### The task
How many lines within the records include the word "accepted"? Only that number should be given.

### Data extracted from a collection
☆ ☆ ☆ ☆
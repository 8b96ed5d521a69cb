//! Latest-snapshot files for read-only exposure by the host process.
//!
//! Unlike the two logs, these files are replaced on every accepted change.
//! Writes go to a temporary sibling first and are renamed into place, so a
//! reader sees either the previous or the new document, never a partial one.

use std::path::{Path, PathBuf};

use serde_json::Value;
use tokio::fs;

use crate::domain::SnapshotKind;
use crate::error::PersistenceError;

/// `timings.json` / `matches.json` inside a data directory.
#[derive(Debug, Clone)]
pub struct SnapshotFiles {
    dir: PathBuf,
}

impl SnapshotFiles {
    /// Uses `dir` as the data directory. It is created on first write.
    #[must_use]
    pub fn new(dir: impl Into<PathBuf>) -> Self {
        Self { dir: dir.into() }
    }

    /// Path of the file holding the latest snapshot of `kind`.
    #[must_use]
    pub fn path_for(&self, kind: SnapshotKind) -> PathBuf {
        self.dir.join(format!("{kind}.json"))
    }

    /// Data directory.
    #[must_use]
    pub fn dir(&self) -> &Path {
        &self.dir
    }

    /// Atomically replaces the latest snapshot of `kind`.
    ///
    /// # Errors
    ///
    /// Returns a [`PersistenceError`] if encoding, writing the temporary
    /// file, or the rename fails.
    pub async fn store(&self, kind: SnapshotKind, document: &Value) -> Result<(), PersistenceError> {
        fs::create_dir_all(&self.dir)
            .await
            .map_err(|e| PersistenceError::io(&self.dir, e))?;
        let target = self.path_for(kind);
        let tmp = self.dir.join(format!("{kind}.json.tmp"));
        let bytes = serde_json::to_vec(document)?;
        fs::write(&tmp, bytes)
            .await
            .map_err(|e| PersistenceError::io(&tmp, e))?;
        fs::rename(&tmp, &target)
            .await
            .map_err(|e| PersistenceError::io(&target, e))
    }

    /// Reads the latest snapshot of `kind`, `None` if none was stored.
    ///
    /// # Errors
    ///
    /// Returns a [`PersistenceError`] if the file exists but cannot be read
    /// or is not valid JSON.
    pub async fn load(&self, kind: SnapshotKind) -> Result<Option<Value>, PersistenceError> {
        let path = self.path_for(kind);
        match fs::read(&path).await {
            Ok(bytes) => Ok(Some(serde_json::from_slice(&bytes)?)),
            Err(e) if e.kind() == std::io::ErrorKind::NotFound => Ok(None),
            Err(e) => Err(PersistenceError::io(&path, e)),
        }
    }
}

#[cfg(test)]
#[allow(clippy::panic)]
mod tests {
    use super::*;
    use serde_json::json;

    #[tokio::test]
    async fn store_then_load() {
        let Ok(dir) = tempfile::tempdir() else {
            panic!("tempdir failed");
        };
        let files = SnapshotFiles::new(dir.path().join("data"));
        assert!(
            files
                .store(SnapshotKind::Timings, &json!({"server_datetime": 1}))
                .await
                .is_ok()
        );
        assert!(
            files
                .store(SnapshotKind::Timings, &json!({"server_datetime": 2}))
                .await
                .is_ok()
        );

        let loaded = files.load(SnapshotKind::Timings).await.ok().flatten();
        assert_eq!(loaded, Some(json!({"server_datetime": 2})));
        assert!(!dir.path().join("data").join("timings.json.tmp").exists());
    }

    #[tokio::test]
    async fn missing_snapshot_loads_as_none() {
        let Ok(dir) = tempfile::tempdir() else {
            panic!("tempdir failed");
        };
        let files = SnapshotFiles::new(dir.path());
        assert!(matches!(files.load(SnapshotKind::Matches).await, Ok(None)));
    }

    #[tokio::test]
    async fn corrupt_snapshot_is_an_error() {
        let Ok(dir) = tempfile::tempdir() else {
            panic!("tempdir failed");
        };
        let files = SnapshotFiles::new(dir.path());
        assert!(
            tokio::fs::write(files.path_for(SnapshotKind::Matches), "{")
                .await
                .is_ok()
        );
        assert!(matches!(
            files.load(SnapshotKind::Matches).await,
            Err(PersistenceError::Encode(_))
        ));
    }
}
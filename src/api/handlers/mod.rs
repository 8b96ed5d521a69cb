//! Endpoint handlers organized by resource.

pub mod snapshots;
pub mod system;
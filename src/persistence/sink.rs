//! Persistence sink: fans accepted changes out to every configured output.

use tracing::{debug, warn};

use super::records::LineRecord;
use super::tabular::{matches_rows, timings_rows};
use super::{LineLog, SnapshotFiles, TabularLog};
use crate::config::SinkConfig;
use crate::domain::{CompetitionId, MatchesSnapshot, SnapshotKind, TimingsSnapshot};
use crate::error::PersistenceError;

/// Counts of sink writes for one accepted change.
#[derive(Debug, Clone, Copy, Default, PartialEq, Eq)]
pub struct WriteReport {
    /// Outputs written successfully.
    pub written: usize,
    /// Outputs whose write failed and was swallowed.
    pub failed: usize,
}

impl WriteReport {
    fn note(&mut self, output: &'static str, result: Result<(), PersistenceError>) {
        match result {
            Ok(()) => {
                self.written += 1;
                debug!(output, "record persisted");
            }
            Err(error) => {
                self.failed += 1;
                warn!(output, %error, "persistence failed; continuing");
            }
        }
    }
}

/// The configured outputs. Every output is optional; with none configured
/// the sink is a no-op.
///
/// No method returns an error: a failed write is logged and counted in
/// the [`WriteReport`], never propagated.
#[derive(Debug, Clone, Default)]
pub struct Sink {
    line_log: Option<LineLog>,
    tabular: Option<TabularLog>,
    snapshots: Option<SnapshotFiles>,
}

impl Sink {
    /// Builds the sink from configured destinations.
    #[must_use]
    pub fn new(config: &SinkConfig) -> Self {
        Self {
            line_log: config.jsonl_path.as_ref().map(LineLog::new),
            tabular: config.csv_path.as_ref().map(TabularLog::new),
            snapshots: config.data_dir.as_ref().map(SnapshotFiles::new),
        }
    }

    /// A sink with no outputs.
    #[must_use]
    pub fn disabled() -> Self {
        Self::default()
    }

    /// `true` if at least one output is configured.
    #[must_use]
    pub fn is_enabled(&self) -> bool {
        self.line_log.is_some() || self.tabular.is_some() || self.snapshots.is_some()
    }

    /// Persists an accepted timings change.
    pub async fn record_timings(&self, snapshot: &TimingsSnapshot) -> WriteReport {
        let mut report = WriteReport::default();
        if let Some(log) = &self.line_log {
            report.note("jsonl", log.append(&LineRecord::timings(snapshot)).await);
        }
        if let Some(tabular) = &self.tabular {
            report.note("csv", tabular.append_rows(&timings_rows(snapshot)).await);
        }
        if let Some(files) = &self.snapshots {
            report.note(
                "snapshot",
                files.store(SnapshotKind::Timings, snapshot.document()).await,
            );
        }
        report
    }

    /// Persists an accepted matches change.
    pub async fn record_matches(
        &self,
        competition_id: CompetitionId,
        snapshot: &MatchesSnapshot,
    ) -> WriteReport {
        let mut report = WriteReport::default();
        if let Some(log) = &self.line_log {
            report.note(
                "jsonl",
                log.append(&LineRecord::matches(competition_id, snapshot)).await,
            );
        }
        if let Some(tabular) = &self.tabular {
            report.note(
                "csv",
                tabular
                    .append_rows(&matches_rows(competition_id, snapshot))
                    .await,
            );
        }
        if let Some(files) = &self.snapshots {
            report.note(
                "snapshot",
                files.store(SnapshotKind::Matches, snapshot.document()).await,
            );
        }
        report
    }
}
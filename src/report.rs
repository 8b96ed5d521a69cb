//! Read-only reports over a timings + matches pair.
//!
//! Used by the `upcoming`, `odds` and `rounds` commands; nothing here
//! touches the network or the sinks.

use std::cmp::Ordering;
use std::collections::BTreeSet;
use std::fmt;

use serde::Serialize;

use crate::domain::snapshot::as_integer;
use crate::domain::{CompetitionId, Match, MatchesSnapshot, TimingsSnapshot};

/// How many upcoming matches the odds report covers.
pub const ODDS_MATCH_LIMIT: usize = 8;

/// How many example matches a rounds summary lists.
pub const ROUND_EXAMPLES: usize = 5;

/// One match tied to the channel it runs on.
#[derive(Debug, Clone, PartialEq, Eq)]
pub struct ChannelMatch {
    /// Channel id from the timings.
    pub channel_id: Option<i64>,
    /// Match id.
    pub match_id: i64,
    /// Kick-off, epoch seconds.
    pub start: Option<i64>,
    /// End, epoch seconds.
    pub end: Option<i64>,
    /// Home club id.
    pub home_club_id: Option<i64>,
    /// Away club id.
    pub away_club_id: Option<i64>,
}

impl ChannelMatch {
    fn new(channel_id: Option<i64>, match_id: i64, m: Match<'_>) -> Self {
        Self {
            channel_id,
            match_id,
            start: m.start(),
            end: m.end(),
            home_club_id: m.home_club_id(),
            away_club_id: m.away_club_id(),
        }
    }
}

impl fmt::Display for ChannelMatch {
    fn fmt(&self, f: &mut fmt::Formatter<'_>) -> fmt::Result {
        let show = |v: Option<i64>| v.map_or_else(|| "-".to_string(), |v| v.to_string());
        write!(
            f,
            "channel={} match_id={} start={} end={} clubs={} vs {}",
            show(self.channel_id),
            self.match_id,
            show(self.start),
            show(self.end),
            show(self.home_club_id),
            show(self.away_club_id)
        )
    }
}

/// Per channel, the match it shows next (`next_match_id`, else
/// `match_id`), if that match is listed in `matches`. Sorted by channel.
#[must_use]
pub fn upcoming(timings: &TimingsSnapshot, matches: &MatchesSnapshot) -> Vec<ChannelMatch> {
    let mut out: Vec<ChannelMatch> = timings
        .channels()
        .filter_map(|ch| {
            let id = ch.next_match_id().or_else(|| ch.match_id())?;
            let m = matches.find(id)?;
            Some(ChannelMatch::new(ch.id(), id, m))
        })
        .collect();
    out.sort_by_key(|c| c.channel_id);
    out
}

/// Per channel, the most recently finished match: the one in the matching
/// channel group (channel ids are 1-based) with the greatest end time
/// strictly before the feed clock.
#[must_use]
pub fn last_finished(timings: &TimingsSnapshot, matches: &MatchesSnapshot) -> Vec<ChannelMatch> {
    let Some(now) = timings.server_datetime() else {
        return Vec::new();
    };
    let groups: Vec<Vec<Match<'_>>> = matches.channel_groups().map(|g| g.collect()).collect();
    let mut out: Vec<ChannelMatch> = timings
        .channels()
        .filter_map(|ch| {
            let index = usize::try_from(ch.id()?.checked_sub(1)?).ok()?;
            let best = groups
                .get(index)?
                .iter()
                .filter_map(|m| Some((m.end()?, m.id()?, *m)))
                .filter(|(end, _, _)| *end < now)
                .max_by_key(|(end, _, _)| *end)?;
            Some(ChannelMatch::new(ch.id(), best.1, best.2))
        })
        .collect();
    out.sort_by_key(|c| c.channel_id);
    out
}

/// Ids of the matches the channels show next (`next_match_id`, else
/// `match_id`), in channel order, without duplicates, limited to those
/// listed in `matches` and to the first `limit`.
#[must_use]
pub fn next_match_ids(timings: &TimingsSnapshot, matches: &MatchesSnapshot, limit: usize) -> Vec<i64> {
    let mut ids: Vec<i64> = Vec::new();
    for ch in timings.channels() {
        let Some(id) = ch.next_match_id().or_else(|| ch.match_id()) else {
            continue;
        };
        if ids.len() == limit {
            break;
        }
        if !ids.contains(&id) && matches.find(id).is_some() {
            ids.push(id);
        }
    }
    ids
}

/// Round label of a match, or `Unknown(match_id=<id>)` when it has none.
fn label_or_unknown(m: Match<'_>) -> String {
    m.round_label().unwrap_or_else(|| {
        let id = m.id().map_or_else(|| "-".to_string(), |id| id.to_string());
        format!("Unknown(match_id={id})")
    })
}

/// Distinct round labels, numeric labels first in numeric order, then the
/// rest lexicographically. Matches without a label contribute
/// `Unknown(match_id=<id>)`.
#[must_use]
pub fn rounds(matches: &MatchesSnapshot) -> Vec<String> {
    let distinct: BTreeSet<String> = matches.matches().map(label_or_unknown).collect();
    let mut labels: Vec<String> = distinct.into_iter().collect();
    labels.sort_by(|a, b| compare_labels(a, b));
    labels
}

/// Competition header of a [`RoundsSummary`].
#[derive(Debug, Clone, PartialEq, Eq, Serialize)]
pub struct CompetitionInfo {
    /// `competition.id` from the timings.
    pub id: Option<CompetitionId>,
    /// `competition.name` from the timings.
    pub name: Option<String>,
}

/// A sample match listed under a [`RoundsSummary`].
#[derive(Debug, Clone, PartialEq, Eq, Serialize)]
pub struct RoundExample {
    /// Match id.
    pub id: Option<i64>,
    /// Round label, as in [`rounds`].
    pub round: String,
    /// Home team name, empty if unknown.
    pub home: String,
    /// Away team name, empty if unknown.
    pub away: String,
    /// Kick-off, epoch seconds.
    pub start: Option<i64>,
}

/// The active competition, its rounds and a few example matches.
#[derive(Debug, Clone, PartialEq, Eq, Serialize)]
pub struct RoundsSummary {
    /// Competition the matches were fetched for.
    pub competition: CompetitionInfo,
    /// Sorted distinct round labels.
    pub rounds: Vec<String>,
    /// The first [`ROUND_EXAMPLES`] matches in feed order.
    pub examples: Vec<RoundExample>,
}

/// Builds the rounds summary for a timings + matches pair.
#[must_use]
pub fn round_summary(timings: &TimingsSnapshot, matches: &MatchesSnapshot) -> RoundsSummary {
    let examples = matches
        .matches()
        .take(ROUND_EXAMPLES)
        .map(|m| RoundExample {
            id: m.id(),
            round: label_or_unknown(m),
            home: m.home_team().unwrap_or_default().to_string(),
            away: m.away_team().unwrap_or_default().to_string(),
            start: m.start().or_else(|| m.field("start").and_then(as_integer)),
        })
        .collect();
    RoundsSummary {
        competition: CompetitionInfo {
            id: timings.competition_id(),
            name: timings.competition_name().map(str::to_string),
        },
        rounds: rounds(matches),
        examples,
    }
}

impl fmt::Display for RoundsSummary {
    fn fmt(&self, f: &mut fmt::Formatter<'_>) -> fmt::Result {
        let id = self
            .competition
            .id
            .map_or_else(|| "-".to_string(), |id| id.to_string());
        writeln!(
            f,
            "Competition: {id} - {}",
            self.competition.name.as_deref().unwrap_or("-")
        )?;
        writeln!(f, "Found rounds ({}):", self.rounds.len())?;
        for label in &self.rounds {
            writeln!(f, " - {label}")?;
        }
        writeln!(f, "Examples (max {ROUND_EXAMPLES}):")?;
        for e in &self.examples {
            let show = |v: Option<i64>| v.map_or_else(String::new, |v| v.to_string());
            writeln!(
                f,
                "  id={} round={} {} vs {} start={}",
                show(e.id),
                e.round,
                e.home,
                e.away,
                show(e.start)
            )?;
        }
        Ok(())
    }
}

fn compare_labels(a: &str, b: &str) -> Ordering {
    match (a.parse::<i64>(), b.parse::<i64>()) {
        (Ok(x), Ok(y)) => x.cmp(&y),
        (Ok(_), Err(_)) => Ordering::Less,
        (Err(_), Ok(_)) => Ordering::Greater,
        (Err(_), Err(_)) => a.cmp(b),
    }
}

#[cfg(test)]
#[allow(clippy::panic)]
mod tests {
    use super::*;
    use serde_json::json;

    fn timings() -> TimingsSnapshot {
        TimingsSnapshot::new(json!({
            "server_datetime": 500,
            "channels": [
                {"id": 2, "match_id": 20, "next_match_id": 21},
                {"id": 1, "match_id": 10},
                {"id": 3, "next_match_id": 99}
            ]
        }))
    }

    fn matches() -> MatchesSnapshot {
        MatchesSnapshot::new(json!({
            "channels": [
                {"matches": [
                    {"id": 10, "start_datetime": 300, "end_datetime": 400, "round": 2},
                    {"id": 11, "start_datetime": 100, "end_datetime": 200, "round": 1}
                ]},
                {"matches": [
                    {"id": 20, "end_datetime": 450, "round": "10"},
                    {"id": 21, "start_datetime": 600, "end_datetime": 700,
                     "vmatch_group": {"home_club_id": 3, "away_club_id": 4}, "matchday": "cup"}
                ]}
            ]
        }))
    }

    #[test]
    fn upcoming_uses_next_then_current_match() {
        let rows = upcoming(&timings(), &matches());
        let ids: Vec<_> = rows.iter().map(|r| (r.channel_id, r.match_id)).collect();
        assert_eq!(ids, vec![(Some(1), 10), (Some(2), 21)]);
        assert_eq!(rows.get(1).and_then(|r| r.home_club_id), Some(3));
    }

    #[test]
    fn last_finished_picks_latest_end_before_clock() {
        let rows = last_finished(&timings(), &matches());
        let ids: Vec<_> = rows.iter().map(|r| (r.channel_id, r.match_id)).collect();
        assert_eq!(ids, vec![(Some(1), 10), (Some(2), 20)]);
    }

    #[test]
    fn last_finished_needs_a_clock() {
        let t = TimingsSnapshot::new(json!({"channels": [{"id": 1}]}));
        assert!(last_finished(&t, &matches()).is_empty());
    }

    #[test]
    fn next_match_ids_are_distinct_listed_and_limited() {
        let t = TimingsSnapshot::new(json!({
            "channels": [
                {"id": 1, "match_id": 10},
                {"id": 2, "next_match_id": 21},
                {"id": 3, "next_match_id": 21},
                {"id": 4, "next_match_id": 99},
                {"id": 5},
                {"id": 6, "match_id": 11}
            ]
        }));
        assert_eq!(next_match_ids(&t, &matches(), 8), vec![10, 21, 11]);
        assert_eq!(next_match_ids(&t, &matches(), 2), vec![10, 21]);
    }

    #[test]
    fn unlabelled_matches_get_unknown_round() {
        let m = MatchesSnapshot::new(json!({"channels": [{"matches": [{"id": 4}, {"id": 5, "round": 1}]}]}));
        assert_eq!(rounds(&m), vec!["1", "Unknown(match_id=4)"]);
    }

    #[test]
    fn round_summary_lists_competition_and_examples() {
        let t = TimingsSnapshot::new(json!({"competition": {"id": 42, "name": "Cup"}}));
        let summary = round_summary(&t, &matches());
        assert_eq!(summary.competition.id, Some(CompetitionId::new(42)));
        assert_eq!(summary.competition.name.as_deref(), Some("Cup"));
        assert_eq!(summary.examples.len(), 4);
        let Some(first) = summary.examples.first() else {
            panic!("expected an example");
        };
        assert_eq!(first.id, Some(10));
        assert_eq!(first.round, "2");
        assert_eq!(first.start, Some(300));

        let text = summary.to_string();
        assert!(text.starts_with("Competition: 42 - Cup\nFound rounds (4):\n - 1\n"));
        assert!(text.contains("  id=10 round=2  vs  start=300\n"));

        let Ok(json) = serde_json::to_value(&summary) else {
            panic!("summary not serializable");
        };
        assert_eq!(json.pointer("/competition/id"), Some(&json!(42)));
        assert_eq!(json.pointer("/rounds/3"), Some(&json!("cup")));
    }

    #[test]
    fn round_summary_caps_examples() {
        let many: Vec<_> = (1..=7).map(|id| json!({"id": id, "round": 1})).collect();
        let m = MatchesSnapshot::new(json!({"channels": [{"matches": many}]}));
        let t = TimingsSnapshot::new(json!({}));
        let summary = round_summary(&t, &m);
        assert_eq!(summary.examples.len(), ROUND_EXAMPLES);
        assert!(summary.to_string().starts_with("Competition: - - -\n"));
    }

    #[test]
    fn rounds_sort_numbers_before_labels() {
        assert_eq!(rounds(&matches()), vec!["1", "2", "10", "cup"]);
    }

    #[test]
    fn display_fills_missing_fields() {
        let row = ChannelMatch {
            channel_id: Some(1),
            match_id: 5,
            start: None,
            end: Some(9),
            home_club_id: None,
            away_club_id: Some(2),
        };
        assert_eq!(
            row.to_string(),
            "channel=1 match_id=5 start=- end=9 clubs=- vs 2"
        );
    }
}
//! Persistence layer: append-only logs and latest-snapshot files.
//!
//! [`Sink`] is the only entry point the poller uses. It owns up to three
//! independent outputs: a line-delimited JSON log, a CSV export, and the
//! latest raw snapshots inside a data directory.

pub mod line_log;
pub mod records;
pub mod sink;
pub mod snapshot_files;
pub mod tabular;

pub use line_log::LineLog;
pub use records::LineRecord;
pub use sink::{Sink, WriteReport};
pub use snapshot_files::SnapshotFiles;
pub use tabular::{TabularLog, write_table};
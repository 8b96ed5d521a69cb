//! Line-log record shapes.

use serde::Serialize;
use serde_json::Value;

use crate::domain::{CompetitionId, MatchesSnapshot, TimingsSnapshot};

/// One self-contained line of the structured log.
///
/// ```json
/// {"type": "timings", "server_datetime": 998, "payload": {...}}
/// {"type": "matches", "competition_id": 42, "payload": {...}}
/// ```
#[derive(Debug, Clone, Serialize)]
#[serde(tag = "type", rename_all = "snake_case")]
pub enum LineRecord<'a> {
    /// An accepted timings change.
    Timings {
        /// Feed clock at capture time, `null` if absent.
        server_datetime: Option<i64>,
        /// Raw timings document.
        payload: &'a Value,
    },
    /// An accepted matches change.
    Matches {
        /// Competition the matches were fetched for.
        competition_id: CompetitionId,
        /// Raw matches document.
        payload: &'a Value,
    },
}

impl<'a> LineRecord<'a> {
    /// Record for a timings snapshot.
    #[must_use]
    pub fn timings(snapshot: &'a TimingsSnapshot) -> Self {
        Self::Timings {
            server_datetime: snapshot.server_datetime(),
            payload: snapshot.document(),
        }
    }

    /// Record for a matches snapshot.
    #[must_use]
    pub fn matches(competition_id: CompetitionId, snapshot: &'a MatchesSnapshot) -> Self {
        Self::Matches {
            competition_id,
            payload: snapshot.document(),
        }
    }

    /// Serializes the record as a single line, newline included.
    ///
    /// # Errors
    ///
    /// Returns a [`serde_json::Error`] if the payload cannot be encoded.
    pub fn to_line(&self) -> Result<String, serde_json::Error> {
        let mut line = serde_json::to_string(self)?;
        line.push('\n');
        Ok(line)
    }
}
☆ ☆ ☆ ☆
### Output below
7